The BSBI algorithm is an external sorting algorithm designed to build an index for collections that are too large to fit in memory. It works by breaking the problem into "blocks" that can fit in memory.The process is as follows:


i) Parse and Batch: The algorithm parses the document collection and accumulates (termID, docID) pairs in memory until it fills a block of a fixed, predefined size.

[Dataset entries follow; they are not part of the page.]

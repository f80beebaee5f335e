//! # Application State
//!
//! Core meeting state for Roundtable. This module contains domain logic only -
//! no TUI-specific types. Presentation state lives in the `tui` module.
//!
//! ```text
//! App
//! ├── backend: Arc<dyn MeetingBackend>  // HTTP API seam
//! ├── meeting: MeetingSettings          // supervisor name/title
//! ├── roster: Roster                    // participants + selection set
//! ├── roster_status: RosterStatus       // idle / loading / ready / failed
//! ├── transcript: Transcript            // rendered conversation entries
//! ├── dispatch: DispatchState           // the busy flag (Idle | Sending)
//! ├── typing_entry: Option<EntryId>     // placeholder for the in-flight send
//! ├── load_error_entry: Option<EntryId> // persistent roster load error
//! ├── memory: Option<MemoryView>        // open memory overlay
//! ├── pending_memory: Option<String>    // name of the last memory request
//! ├── messages_sent: usize              // drives the quit guard
//! └── confirm_quit: bool                // quit confirmation showing
//! ```
//!
//! State changes only happen through `update(state, action)` in action.rs.

use std::sync::Arc;

use crate::backend::MeetingBackend;
use crate::core::config::MeetingSettings;
use crate::core::dispatch::DispatchState;
use crate::core::memory::MemoryView;
use crate::core::roster::Roster;
use crate::core::transcript::{EntryId, EntryKind, Transcript};

pub const WELCOME_MESSAGE: &str = "Welcome to the IT department meeting. \
    Pick who should join from the roster, then describe the processes you would like to automate.";

/// `Idle -> Loading -> Ready | Failed`, and `Failed -> Loading` on a manual
/// reload. A `Ready` roster is never refetched.
#[derive(Debug, Clone, Copy, PartialEq, Eq)]
pub enum RosterStatus {
    /// Nothing requested yet.
    Idle,
    Loading,
    Ready,
    Failed,
}

pub struct App {
    pub backend: Arc<dyn MeetingBackend>,
    pub meeting: MeetingSettings,
    pub roster: Roster,
    pub roster_status: RosterStatus,
    pub transcript: Transcript,
    pub dispatch: DispatchState,
    pub typing_entry: Option<EntryId>,
    pub load_error_entry: Option<EntryId>,
    pub memory: Option<MemoryView>,
    pub pending_memory: Option<String>,
    pub messages_sent: usize,
    pub confirm_quit: bool,
}

impl App {
    pub fn new(backend: Arc<dyn MeetingBackend>, meeting: MeetingSettings) -> Self {
        let mut transcript = Transcript::new();
        transcript.append("System", WELCOME_MESSAGE, EntryKind::System);
        Self {
            backend,
            meeting,
            roster: Roster::default(),
            roster_status: RosterStatus::Idle,
            transcript,
            dispatch: DispatchState::Idle,
            typing_entry: None,
            load_error_entry: None,
            memory: None,
            pending_memory: None,
            messages_sent: 0,
            confirm_quit: false,
        }
    }

    pub fn is_sending(&self) -> bool {
        self.dispatch == DispatchState::Sending
    }

    /// Whether leaving now would throw away conversation history.
    pub fn has_history(&self) -> bool {
        self.messages_sent > 0
    }

    /// Short status for the title bar.
    pub fn status_label(&self) -> &'static str {
        match (self.roster_status, self.dispatch) {
            (_, DispatchState::Sending) => "Sending...",
            (RosterStatus::Idle | RosterStatus::Loading, _) => "Loading team...",
            (RosterStatus::Failed, _) => "Roster unavailable (Ctrl+L to retry)",
            (RosterStatus::Ready, DispatchState::Idle) => "Ready",
        }
    }
}
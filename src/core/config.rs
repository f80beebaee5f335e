//! # Configuration
//!
//! Centralizes all settings with a clear override hierarchy:
//! defaults → config file → env vars → CLI flags.
//!
//! Config lives at `~/.roundtable/config.toml`. If missing on first run, a
//! commented-out default is generated so users can discover all options.

use log::{debug, info, warn};
use serde::{Deserialize, Serialize};
use std::fmt;
use std::fs;
use std::path::{Path, PathBuf};
use std::time::Duration;

// ============================================================================
// Config Structs (all fields Option<T> for sparse TOML)
// ============================================================================

#[derive(Debug, Default, Deserialize, Serialize)]
pub struct RoundtableConfig {
    #[serde(default)]
    pub server: ServerConfig,
    #[serde(default)]
    pub meeting: MeetingConfig,
    #[serde(default)]
    pub session: SessionConfig,
}

#[derive(Debug, Default, Deserialize, Serialize)]
pub struct ServerConfig {
    pub base_url: Option<String>,
    pub request_timeout_secs: Option<u64>,
}

#[derive(Debug, Default, Deserialize, Serialize)]
pub struct MeetingConfig {
    pub supervisor_name: Option<String>,
    pub supervisor_title: Option<String>,
}

#[derive(Debug, Default, Deserialize, Serialize)]
pub struct SessionConfig {
    pub summary_interval_secs: Option<u64>,
    pub data_dir: Option<String>,
}

// ============================================================================
// Defaults
// ============================================================================

pub const DEFAULT_BASE_URL: &str = "http://127.0.0.1:5000";
pub const DEFAULT_REQUEST_TIMEOUT_SECS: u64 = 60;
pub const DEFAULT_SUPERVISOR_NAME: &str = "Sarah Mitchell";
pub const DEFAULT_SUPERVISOR_TITLE: &str = "IT Supervisor";
pub const DEFAULT_SUMMARY_INTERVAL_SECS: u64 = 30;

// ============================================================================
// Resolved Config (concrete values, no Options)
// ============================================================================

/// Who gets the front seat when replies are fanned out.
#[derive(Debug, Clone, PartialEq, Eq)]
pub struct MeetingSettings {
    pub supervisor_name: String,
    pub supervisor_title: String,
}

impl Default for MeetingSettings {
    fn default() -> Self {
        Self {
            supervisor_name: DEFAULT_SUPERVISOR_NAME.to_string(),
            supervisor_title: DEFAULT_SUPERVISOR_TITLE.to_string(),
        }
    }
}

#[derive(Debug, Clone)]
pub struct ResolvedConfig {
    pub base_url: String,
    pub request_timeout: Duration,
    pub meeting: MeetingSettings,
    pub summary_interval: Duration,
    pub data_dir: PathBuf,
}

/// Values supplied on the command line. `None` means "not specified".
#[derive(Debug, Default, Clone, Copy)]
pub struct CliOverrides<'a> {
    pub base_url: Option<&'a str>,
    pub timeout_secs: Option<u64>,
}

// ============================================================================
// Error Type
// ============================================================================

#[derive(Debug)]
pub enum ConfigError {
    Io(std::io::Error),
    Parse(toml::de::Error),
}

impl fmt::Display for ConfigError {
    fn fmt(&self, f: &mut fmt::Formatter<'_>) -> fmt::Result {
        match self {
            ConfigError::Io(e) => write!(f, "config I/O error: {e}"),
            ConfigError::Parse(e) => write!(f, "config parse error: {e}"),
        }
    }
}

impl std::error::Error for ConfigError {}

// ============================================================================
// Loading
// ============================================================================

/// Returns `~/.roundtable`, the home of config and session data.
pub fn home_dir() -> Option<PathBuf> {
    dirs::home_dir().map(|h| h.join(".roundtable"))
}

/// Returns the path to `~/.roundtable/config.toml`.
pub fn config_path() -> Option<PathBuf> {
    home_dir().map(|d| d.join("config.toml"))
}

/// Load config from `~/.roundtable/config.toml`.
///
/// If the file doesn't exist, generates a commented-out default and
/// returns `RoundtableConfig::default()`.
pub fn load_config() -> Result<RoundtableConfig, ConfigError> {
    let path = match config_path() {
        Some(p) => p,
        None => {
            warn!("Could not determine home directory, using default config");
            return Ok(RoundtableConfig::default());
        }
    };

    if !path.exists() {
        info!("No config file found, generating default at {}", path.display());
        generate_default_config(&path);
        return Ok(RoundtableConfig::default());
    }

    load_config_from(&path)
}

/// Parse a config file at an explicit path.
pub fn load_config_from(path: &Path) -> Result<RoundtableConfig, ConfigError> {
    let contents = fs::read_to_string(path).map_err(ConfigError::Io)?;
    let config: RoundtableConfig = toml::from_str(&contents).map_err(ConfigError::Parse)?;
    info!("Loaded config from {}", path.display());
    debug!("Config: {:?}", config);
    Ok(config)
}

fn generate_default_config(path: &Path) {
    let default_content = r#"# Roundtable Configuration
# All settings are optional. Defaults are used for anything not specified.
# Override hierarchy: defaults → this file → env vars → CLI flags.

# [server]
# base_url = "http://127.0.0.1:5000"   # Or set ROUNDTABLE_BASE_URL
# request_timeout_secs = 60             # Or set ROUNDTABLE_TIMEOUT_SECS

# [meeting]
# supervisor_name = "Sarah Mitchell"
# supervisor_title = "IT Supervisor"

# [session]
# summary_interval_secs = 30
# data_dir = "/home/me/.roundtable"     # Where session.json is written
"#;

    if let Some(parent) = path.parent()
        && let Err(e) = fs::create_dir_all(parent)
    {
        warn!("Failed to create config directory: {}", e);
        return;
    }
    if let Err(e) = fs::write(path, default_content) {
        warn!("Failed to write default config: {}", e);
    }
}

// ============================================================================
// Resolution
// ============================================================================

/// Resolve the final config by collapsing: defaults → config file → env vars → CLI.
pub fn resolve(config: &RoundtableConfig, cli: CliOverrides<'_>) -> ResolvedConfig {
    // Base URL: CLI → env → config → default
    let base_url = cli
        .base_url
        .map(|s| s.to_string())
        .or_else(|| std::env::var("ROUNDTABLE_BASE_URL").ok())
        .or_else(|| config.server.base_url.clone())
        .unwrap_or_else(|| DEFAULT_BASE_URL.to_string());

    // Timeout: CLI → env → config → default. Zero would make every call fail.
    let timeout_secs = cli
        .timeout_secs
        .or_else(|| {
            std::env::var("ROUNDTABLE_TIMEOUT_SECS")
                .ok()
                .and_then(|v| v.parse().ok())
        })
        .or(config.server.request_timeout_secs)
        .filter(|secs| *secs > 0)
        .unwrap_or(DEFAULT_REQUEST_TIMEOUT_SECS);

    let summary_secs = config
        .session
        .summary_interval_secs
        .filter(|secs| *secs > 0)
        .unwrap_or(DEFAULT_SUMMARY_INTERVAL_SECS);

    let data_dir = config
        .session
        .data_dir
        .as_ref()
        .map(PathBuf::from)
        .or_else(home_dir)
        .unwrap_or_else(|| PathBuf::from(".roundtable"));

    let defaults = MeetingSettings::default();
    let meeting = MeetingSettings {
        supervisor_name: config
            .meeting
            .supervisor_name
            .clone()
            .unwrap_or(defaults.supervisor_name),
        supervisor_title: config
            .meeting
            .supervisor_title
            .clone()
            .unwrap_or(defaults.supervisor_title),
    };

    ResolvedConfig {
        base_url,
        request_timeout: Duration::from_secs(timeout_secs),
        meeting,
        summary_interval: Duration::from_secs(summary_secs),
        data_dir,
    }
}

Term to termID mapping is done using a dictionary and is created on the fly or can be pre-computed with a first pass through the block of documents.

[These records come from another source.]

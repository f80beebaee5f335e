//! reqwest-backed implementation of [`MeetingBackend`].
//!
//! Every request carries the client-wide timeout configured at construction,
//! so a hung backend surfaces as [`ApiError::Timeout`] instead of leaving the
//! dispatcher busy forever.

use std::time::Duration;

use async_trait::async_trait;
use log::{debug, info, warn};
use reqwest::{Response, Url};
use serde::de::DeserializeOwned;

use super::api::{ApiError, MeetingBackend};
use super::types::{ChatReply, ChatRequest, ErrorBody, MemorySnapshot, Ordered, Participant};

pub struct HttpBackend {
    base_url: Url,
    client: reqwest::Client,
}

impl HttpBackend {
    pub fn new(base_url: &str, timeout: Duration) -> Result<Self, ApiError> {
        let base_url = Url::parse(base_url)
            .map_err(|e| ApiError::Config(format!("invalid base URL {base_url:?}: {e}")))?;
        if base_url.cannot_be_a_base() {
            return Err(ApiError::Config(format!(
                "base URL {base_url} cannot carry a path"
            )));
        }

        let client = reqwest::Client::builder()
            .timeout(timeout)
            .build()
            .map_err(|e| ApiError::Config(e.to_string()))?;

        Ok(Self { base_url, client })
    }

    /// Join path segments onto the base URL. Each segment is percent-encoded
    /// on its own, so names with spaces or slashes stay a single segment.
    fn endpoint(&self, segments: &[&str]) -> Url {
        let mut url = self.base_url.clone();
        if let Ok(mut path) = url.path_segments_mut() {
            path.pop_if_empty().extend(segments);
        }
        url
    }

    async fn read_json<T: DeserializeOwned>(response: Response) -> Result<T, ApiError> {
        let status = response.status();
        if !status.is_success() {
            let body = response.text().await.unwrap_or_default();
            let message = serde_json::from_str::<ErrorBody>(&body)
                .map(|b| b.error)
                .unwrap_or(body);
            warn!("Backend error: {} - {}", status, message);
            return Err(ApiError::Api {
                status: status.as_u16(),
                message,
            });
        }

        let body = response.text().await?;
        serde_json::from_str(&body).map_err(|e| ApiError::Parse(e.to_string()))
    }
}

#[async_trait]
impl MeetingBackend for HttpBackend {
    fn name(&self) -> &str {
        self.base_url.as_str()
    }

    async fn team_members(&self) -> Result<Vec<Participant>, ApiError> {
        let url = self.endpoint(&["api", "team-members"]);
        debug!("GET {}", url);
        let response = self.client.get(url).send().await?;
        let roster: Ordered<Participant> = Self::read_json(response).await?;
        info!("Loaded {} team members", roster.len());
        Ok(roster.into_inner().into_iter().map(|(_, p)| p).collect())
    }

    async fn chat(&self, request: &ChatRequest) -> Result<ChatReply, ApiError> {
        let url = self.endpoint(&["api", "chat"]);
        info!(
            "POST {}: message_len={}, selected_members={}",
            url,
            request.message.len(),
            request.selected_members.len()
        );
        let response = self.client.post(url).json(request).send().await?;
        let reply: ChatReply = Self::read_json(response).await?;
        debug!(
            "Chat reply with {} responses (conversation {:?})",
            reply.responses.len(),
            reply.conversation_id
        );
        let missing = reply.unanswered(&request.selected_members);
        if !missing.is_empty() {
            warn!("No reply from: {}", missing.join(", "));
        }
        Ok(reply)
    }

    async fn member_memory(&self, name: &str) -> Result<MemorySnapshot, ApiError> {
        let url = self.endpoint(&["api", "member-memory", name]);
        debug!("GET {}", url);
        let response = self.client.get(url).send().await?;
        Self::read_json(response).await
    }
}

#[cfg(test)]
mod tests {
    use super::*;

    fn backend(base: &str) -> HttpBackend {
        HttpBackend::new(base, Duration::from_secs(1)).unwrap()
    }

    #[test]
    fn endpoint_joins_onto_bare_host() {
        let b = backend("http://127.0.0.1:5000");
        assert_eq!(
            b.endpoint(&["api", "team-members"]).as_str(),
            "http://127.0.0.1:5000/api/team-members"
        );
    }

    #[test]
    fn endpoint_keeps_base_path_prefix() {
        let b = backend("http://example.test/meeting/");
        assert_eq!(
            b.endpoint(&["api", "chat"]).as_str(),
            "http://example.test/meeting/api/chat"
        );
    }

    #[test]
    fn endpoint_encodes_names_as_one_segment() {
        let b = backend("http://127.0.0.1:5000");
        assert_eq!(
            b.endpoint(&["api", "member-memory", "Alex Chen"]).as_str(),
            "http://127.0.0.1:5000/api/member-memory/Alex%20Chen"
        );
        assert_eq!(
            b.endpoint(&["api", "member-memory", "a/b"]).path(),
            "/api/member-memory/a%2Fb"
        );
    }

    #[test]
    fn new_rejects_garbage_url() {
        assert!(matches!(
            HttpBackend::new("not a url", Duration::from_secs(1)),
            Err(ApiError::Config(_))
        ));
    }

    #[test]
    fn new_rejects_cannot_be_a_base_url() {
        assert!(matches!(
            HttpBackend::new("mailto:team@example.test", Duration::from_secs(1)),
            Err(ApiError::Config(_))
        ));
    }
}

ii) In-Memory Sort: It performs a fast in-memory sort on this single block of pairs, sorting them by termID (primary key) and docID (secondary key).


iii) Write to Disk: This sorted block (which is now a small, inverted index for one part of the collection) is written to a temporary file on disk.

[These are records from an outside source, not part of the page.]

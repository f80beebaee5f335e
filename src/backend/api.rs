use std::fmt;

use async_trait::async_trait;

use super::types::{ChatReply, ChatRequest, MemorySnapshot, Participant};

/// Errors that can occur while talking to the meeting backend.
/// None of them are retried; callers surface them and move on.
#[derive(Debug, Clone, PartialEq)]
pub enum ApiError {
    /// Client misconfigured (unusable base URL, TLS setup failure).
    Config(String),
    /// Network-level failure (DNS, connection refused, reset).
    Network(String),
    /// The request exceeded the configured timeout.
    Timeout,
    /// Backend answered with a non-2xx status.
    Api { status: u16, message: String },
    /// Failed to parse the backend's response body.
    Parse(String),
}

impl fmt::Display for ApiError {
    fn fmt(&self, f: &mut fmt::Formatter<'_>) -> fmt::Result {
        match self {
            ApiError::Config(msg) => write!(f, "config error: {msg}"),
            ApiError::Network(msg) => write!(f, "network error: {msg}"),
            ApiError::Timeout => write!(f, "request timed out"),
            ApiError::Api { status, message } => {
                write!(f, "API error (HTTP {status}): {message}")
            }
            ApiError::Parse(msg) => write!(f, "parse error: {msg}"),
        }
    }
}

impl std::error::Error for ApiError {}

impl From<reqwest::Error> for ApiError {
    fn from(e: reqwest::Error) -> Self {
        if e.is_timeout() {
            ApiError::Timeout
        } else if e.is_decode() {
            ApiError::Parse(e.to_string())
        } else {
            ApiError::Network(e.to_string())
        }
    }
}

/// The three endpoints the meeting room talks to.
#[async_trait]
pub trait MeetingBackend: Send + Sync {
    /// Short label for logs.
    fn name(&self) -> &str;

    /// `GET /api/team-members`, in the backend's key order.
    async fn team_members(&self) -> Result<Vec<Participant>, ApiError>;

    /// `POST /api/chat`.
    async fn chat(&self, request: &ChatRequest) -> Result<ChatReply, ApiError>;

    /// `GET /api/member-memory/{name}`.
    async fn member_memory(&self, name: &str) -> Result<MemorySnapshot, ApiError>;
}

iv) Repeat: The algorithm repeats steps 1-3, creating multiple sorted block files on disk (e.g., $f_1, f_2, \dots, f_n$) until the entire collection has been processed.Merge: In a final step, the algorithm opens all the temporary block files on disk and simultaneously merges them into one large, final inverted index. This merge is efficient because it only requires sequential reads from the sorted blocks.

The SPIMI algorithm also processes the collection in blocks, but it is more efficient and scalable.

The process is as follows:

i) Parse and create postings on the fly: SPIMI reads tokens (term, docID) one by one. It uses a hash table in memory as its dictionary. For each token, it looks up the term in the hash table and adds the docID directly to that term's postings list.

ii) Write to Disk: It continues this until it runs out of memory. At this point, it sorts the terms in its dictionary (a small sort) and writes the entire block (dictionary and postings lists) to a temporary file on disk.

iii) Repeat and Merge: It then frees its memory, creates a new empty dictionary, and starts processing the next block. Like BSBI, it finishes with a final merge of all sorted blocks.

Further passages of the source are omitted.